By Muhammad Haaris ⏐ 20 mins ago ⏐ Newspaper Icon Newspaper Icon 4 min read
All Optics No Implementation Moitt Fails To Launch A Single Initiative Under National Ai Policy

The Ministry of Information Technology and Telecommunication (MOITT) has gone totally silent on the implementation of Pakistan’s National Artificial Intelligence Policy 2025. Despite ambitious claims in July about leading the country into an “AI-powered future”, a rigorous audit of the policy document against on-ground realities reveals a troubling picture: nearly every major initiative promised in the official text has not even started.

Background discussions with government officials reveal a damning reality. Sources indicate that AI policy implementation appears to be the “least priority” for the government, leaving the comprehensive framework approved by the Federal Cabinet on July 30, 2025, effectively paralysed.

MOITT Policy Paralysed: The Missing Pillars

The National AI Policy document lays out a sophisticated six-pillar strategy. However, as of December 6, 2025, the core components of these pillars remain entirely theoretical.

Pillar I: The Financial Void (AI Innovation Ecosystem)

The policy explicitly mandated establishing a National AI Fund (NAIF) to support R&D and commercialisation. It required Ignite to allocate at least 30% of its R&D Fund to this initiative on a perpetual basis.

  • Status: There is nothing on the ground. Ignite’s latest records show no framework, no funding setup, and no calls for proposals related to the NAIF.
  • Venture Fund: A dedicated Venture Fund to bridge the post-seed financing gap for startups remains unformed. The promised advisory services and capital access for founders have not materialised.

Pillar III: The Governance Black Hole (Secure AI Ecosystem)

This pillar promised a “Secure AI Ecosystem” built on trust and regulation.

  • Regulatory Sandboxes: The policy targeted the creation of Regulatory Sandboxes to allow enterprises to test AI in a controlled environment. To date, no such sandboxes have been initiated.
  • Public Register & Data Policy: mandates for a “Public Register of AI Systems” and a “National Data Security Policy” to ensure transparency and privacy have been ignored.

Pillar V: The Infrastructure Deficit

Perhaps the most critical failure lies in the AI Infrastructure pillar.

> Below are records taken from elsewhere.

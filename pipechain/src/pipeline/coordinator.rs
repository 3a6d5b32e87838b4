//! Pipeline coordinator: launch, join, classify, finalize.

use super::classification::classify;
use super::plumbing::Plumbing;
use super::result::PipelineResult;
use super::sink::{Discarded, SinkManager};
use super::spec::{InputSource, PipelineSpec};
use super::supervisor::{self, sleep_until_or_pending, SupervisorContext};
use crate::cancellation::{CancelReason, CancellationToken, OrderedTaskGroup};
use crate::core::ExitClass;
use crate::errors::{ConfigurationError, PipelineError, Result};
use crate::events::{EventSink, NoOpEventSink, PipelineEvent};
use crate::stages::StageOutcome;
use std::path::Path;
use std::process::Stdio;
use std::sync::Arc;
use std::time::Instant;
use tokio::task::JoinError;
use tracing::{debug, error, info, info_span, warn, Instrument};
use uuid::Uuid;

/// Where a stage's outcome will come from.
enum Slot {
    /// Position of the stage's supervisor in the task group.
    Running(usize),
    /// Known without supervision (launch failure, never started).
    Settled(StageOutcome),
}

/// Runs pipelines.
///
/// A runner is cheap and stateless between runs; each call to [`run`]
/// owns its pipes, processes and output file until it returns.
///
/// [`run`]: PipelineRunner::run
#[derive(Clone)]
pub struct PipelineRunner {
    events: Arc<dyn EventSink>,
}

impl Default for PipelineRunner {
    fn default() -> Self {
        Self {
            events: Arc::new(NoOpEventSink),
        }
    }
}

impl std::fmt::Debug for PipelineRunner {
    fn fmt(&self, f: &mut std::fmt::Formatter<'_>) -> std::fmt::Result {
        f.debug_struct("PipelineRunner").finish_non_exhaustive()
    }
}

impl PipelineRunner {
    /// Creates a runner that emits no events.
    #[must_use]
    pub fn new() -> Self {
        Self::default()
    }

    /// Sets the sink receiving lifecycle events.
    #[must_use]
    pub fn with_event_sink(mut self, events: Arc<dyn EventSink>) -> Self {
        self.events = events;
        self
    }

    /// Runs the pipeline to completion.
    ///
    /// Stage failures are reported in the returned [`PipelineResult`]. An
    /// `Err` means the pipeline was rejected before launch or its plumbing
    /// could not be built.
    pub async fn run(&self, spec: &PipelineSpec) -> Result<PipelineResult> {
        self.run_with_cancel(spec, CancellationToken::new()).await
    }

    /// Runs the pipeline, stopping every running stage once `cancel` fires.
    pub async fn run_with_cancel(
        &self,
        spec: &PipelineSpec,
        cancel: Arc<CancellationToken>,
    ) -> Result<PipelineResult> {
        spec.validate()?;
        let run_id = Uuid::new_v4();
        let span = info_span!("pipeline", %run_id, pipeline = %spec.name);
        self.execute(spec, run_id, &cancel).instrument(span).await
    }

    /// Runs the pipeline on a private single-threaded runtime.
    ///
    /// Must not be called from within an async context.
    pub fn run_blocking(&self, spec: &PipelineSpec) -> Result<PipelineResult> {
        let runtime = tokio::runtime::Builder::new_current_thread()
            .enable_all()
            .build()
            .map_err(|e| PipelineError::Internal(format!("failed to build runtime: {e}")))?;
        runtime.block_on(self.run(spec))
    }

    async fn execute(
        &self,
        spec: &PipelineSpec,
        run_id: Uuid,
        caller: &CancellationToken,
    ) -> Result<PipelineResult> {
        let started = Instant::now();
        let deadline = spec
            .overall_timeout
            .map(|limit| tokio::time::Instant::from_std(started) + limit);
        let stage_count = spec.stage_count();

        let input = open_input(&spec.input)?;
        let sink = SinkManager::open(&spec.output)?;
        let output = sink.stdio()?;

        info!(stages = stage_count, command = %spec.command_line(), "Starting pipeline");
        self.events
            .emit(&PipelineEvent::PipelineStarted {
                run_id,
                name: spec.name.clone(),
                stage_count,
                command_line: spec.command_line(),
            })
            .await;

        let cancel = CancellationToken::new();
        let ctx = SupervisorContext {
            run_id,
            stage_timeout: spec.stage_timeout,
            cancel: cancel.clone(),
            events: self.events.clone(),
        };
        let mut plumbing = Plumbing::new(stage_count, input, output);
        let mut group = OrderedTaskGroup::new();
        let mut slots = Vec::with_capacity(stage_count);

        for (index, stage) in spec.stages.iter().enumerate() {
            if let Some(reason) = caller.reason() {
                self.cancel_all(&cancel, reason, run_id).await;
            } else if deadline.is_some_and(|d| d <= tokio::time::Instant::now()) {
                self.cancel_all(&cancel, CancelReason::Deadline, run_id).await;
            }
            if cancel.is_cancelled() {
                slots.push(Slot::Settled(StageOutcome::new(
                    index,
                    stage.name(),
                    stage.role(),
                    ExitClass::NotStarted,
                )));
                continue;
            }

            let mut wiring = match plumbing.wire_next(stage.diagnostics()) {
                Ok(wiring) => wiring,
                Err(e) => {
                    error!(stage_index = index, error = %e, "Pipe creation failed");
                    cancel.cancel(CancelReason::LaunchFailed { stage_index: index });
                    drop(plumbing);
                    group.join().await;
                    if let Err(cleanup) = sink.discard().await {
                        warn!(error = %cleanup, "Failed to remove output after pipe failure");
                    }
                    return Err(e);
                }
            };

            if index == 0 && matches!(spec.input, InputSource::Inherit) {
                wiring.own_group = false;
            }

            match supervisor::launch(index, stage, wiring, spec.diagnostics_limit) {
                Ok(running) => {
                    debug!(stage_index = index, stage = stage.name(), pid = ?running.pid(), "Stage spawned");
                    self.events
                        .emit(&PipelineEvent::StageSpawned {
                            run_id,
                            stage_index: index,
                            stage_name: stage.name().to_string(),
                            pid: running.pid(),
                        })
                        .await;
                    let task = group.spawn(running.supervise(ctx.clone()).in_current_span());
                    slots.push(Slot::Running(task));
                }
                Err(outcome) => {
                    error!(
                        stage_index = index,
                        stage = stage.name(),
                        error = %outcome.diagnostics,
                        "Stage failed to launch"
                    );
                    self.events
                        .emit(&PipelineEvent::StageLaunchFailed {
                            run_id,
                            stage_index: index,
                            stage_name: stage.name().to_string(),
                            error: outcome.diagnostics.clone(),
                        })
                        .await;
                    plumbing.abandon_upstream();
                    self.cancel_all(&cancel, CancelReason::LaunchFailed { stage_index: index }, run_id)
                        .await;
                    slots.push(Slot::Settled(outcome));
                }
            }
        }

        debug!(
            launched = group.len(),
            pipes = plumbing.pipes_created(),
            "Launch phase complete"
        );
        drop(plumbing);

        let joined = {
            let join = group.join();
            tokio::pin!(join);
            tokio::select! {
                results = &mut join => results,
                () = sleep_until_or_pending(deadline) => {
                    self.cancel_all(&cancel, CancelReason::Deadline, run_id).await;
                    join.await
                }
                reason = caller.cancelled() => {
                    self.cancel_all(&cancel, reason, run_id).await;
                    join.await
                }
            }
        };

        let mut outcomes = collect_outcomes(spec, slots, joined);
        let verdict = classify(&outcomes);
        verdict.apply(&mut outcomes);
        log_verdict(&outcomes, verdict.primary_failure);

        let sink_path = sink.path().map(Path::to_path_buf);
        let mut cleanup_errors = Vec::new();
        let settled = if verdict.success {
            sink.commit().await.map(|()| Discarded::Nothing)
        } else {
            sink.discard().await
        };
        let sink_finalized = match settled {
            Ok(Discarded::Removed) => {
                if let Some(path) = sink_path {
                    info!(path = %path.display(), "Removed partial output");
                    self.events
                        .emit(&PipelineEvent::SinkRemoved { run_id, path })
                        .await;
                }
                true
            }
            Ok(Discarded::Nothing) => true,
            Err(cleanup) => {
                warn!(path = %cleanup.path.display(), error = %cleanup.message, "Output cleanup failed");
                self.events
                    .emit(&PipelineEvent::CleanupFailed {
                        run_id,
                        path: cleanup.path.clone(),
                        error: cleanup.message.clone(),
                    })
                    .await;
                cleanup_errors.push(cleanup);
                false
            }
        };

        let duration_ms = started.elapsed().as_secs_f64() * 1000.0;
        info!(success = verdict.success, duration_ms, "Pipeline finished");
        self.events
            .emit(&PipelineEvent::PipelineFinished {
                run_id,
                success: verdict.success,
                primary_failure: verdict.primary_failure,
                duration_ms,
            })
            .await;

        Ok(PipelineResult {
            run_id,
            name: spec.name.clone(),
            success: verdict.success,
            primary_failure: verdict
                .primary_failure
                .and_then(|index| outcomes.get(index).cloned()),
            outcomes,
            sink_finalized,
            cleanup_errors,
            duration_ms,
        })
    }

    async fn cancel_all(&self, cancel: &CancellationToken, reason: CancelReason, run_id: Uuid) {
        if !cancel.cancel(reason.clone()) {
            return;
        }
        warn!(%reason, "Stopping running stages");
        self.events
            .emit(&PipelineEvent::PipelineCancelled {
                run_id,
                reason: reason.to_string(),
            })
            .await;
    }
}

fn open_input(input: &InputSource) -> std::result::Result<Stdio, ConfigurationError> {
    match input {
        InputSource::Null => Ok(Stdio::null()),
        InputSource::Inherit => Ok(Stdio::inherit()),
        InputSource::File(path) => std::fs::File::open(path)
            .map(Stdio::from)
            .map_err(|e| ConfigurationError::input_unusable(path, e.to_string())),
    }
}

/// Puts one outcome per stage in stage order.
fn collect_outcomes(
    spec: &PipelineSpec,
    slots: Vec<Slot>,
    joined: Vec<std::result::Result<StageOutcome, JoinError>>,
) -> Vec<StageOutcome> {
    let mut joined: Vec<_> = joined.into_iter().map(Some).collect();

    slots
        .into_iter()
        .zip(&spec.stages)
        .enumerate()
        .map(|(index, (slot, stage))| {
            let lost = |note: String| {
                StageOutcome::new(index, stage.name(), stage.role(), ExitClass::CommunicationError)
                    .with_note(note)
            };
            match slot {
                Slot::Settled(outcome) => outcome,
                Slot::Running(task) => match joined.get_mut(task).and_then(Option::take) {
                    Some(Ok(outcome)) => outcome,
                    Some(Err(e)) => lost(format!("stage supervisor failed: {e}")),
                    None => lost("stage supervisor result missing".to_string()),
                },
            }
        })
        .collect()
}

fn log_verdict(outcomes: &[StageOutcome], primary: Option<usize>) {
    for outcome in outcomes.iter().filter(|o| !o.is_success()) {
        if Some(outcome.stage_index) == primary {
            error!(
                stage_index = outcome.stage_index,
                stage = %outcome.stage_name,
                exit_class = %outcome.exit_class,
                diagnostics = %outcome.diagnostics,
                "Primary failure"
            );
        } else if outcome.collateral {
            warn!(
                stage_index = outcome.stage_index,
                stage = %outcome.stage_name,
                exit_class = %outcome.exit_class,
                "Collateral failure"
            );
        } else {
            error!(
                stage_index = outcome.stage_index,
                stage = %outcome.stage_name,
                exit_class = %outcome.exit_class,
                diagnostics = %outcome.diagnostics,
                "Stage failed"
            );
        }
    }
}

  • National AI Compute Grid: The policy promised a nationwide grid of High-Performance Computing (HPC) centres equipped with GPUs to fuel research. No procurement plans or infrastructure projects have been announced.
  • National Data Repository: The envisioned centralised repository for high-quality datasets remains a concept on paper, leaving local AI models without the fuel they need to train.

Governance in Limbo: The Missing Council

The policy document outlines a specific “Policy Implementation Mechanism” on Page 19, centring on two bodies:

  1. National AI Council: The apex decision-making body tasked with steering the nation’s AI strategy.
  2. Policy Implementation Cell: A dedicated unit within MOITT to manage day-to-day operations.

As of today, the AI Council remains unformed, and there is no clarity on the existence of the Policy Implementation Cell. Consequently, the policy’s Key Performance Indicators (KPIs), such as training targets and startup funding, are being completely ignored.

MOITT: Optics Over Execution

While the Ministry participated in high-profile events like the unveiling of a “Digital Sector Roadmap” in November 2025, industry leaders view this as “optics” rather than genuine execution. The specific, hard-coded mandates of the AI Policy, funding, infrastructure, and regulation, remain untouched.

One prominent tech executive described MOITT’s performance as a policy launched for optics, not implementation.

The cost of this inertia is high. While Pakistan stalls, regional competitors are racing ahead. Iran, despite sanctions, recently legislated a National AI Organisation with $885 million in initial capital. India is actively executing its “IndiaAI Mission” with tangible compute procurement.

Without immediate intervention to operationalise the National AI Fund and gazette the AI Council, Pakistan risks missing the Fourth Industrial Revolution entirely. The silence from the Ministry is no longer just an administrative delay… It is a strategic crisis.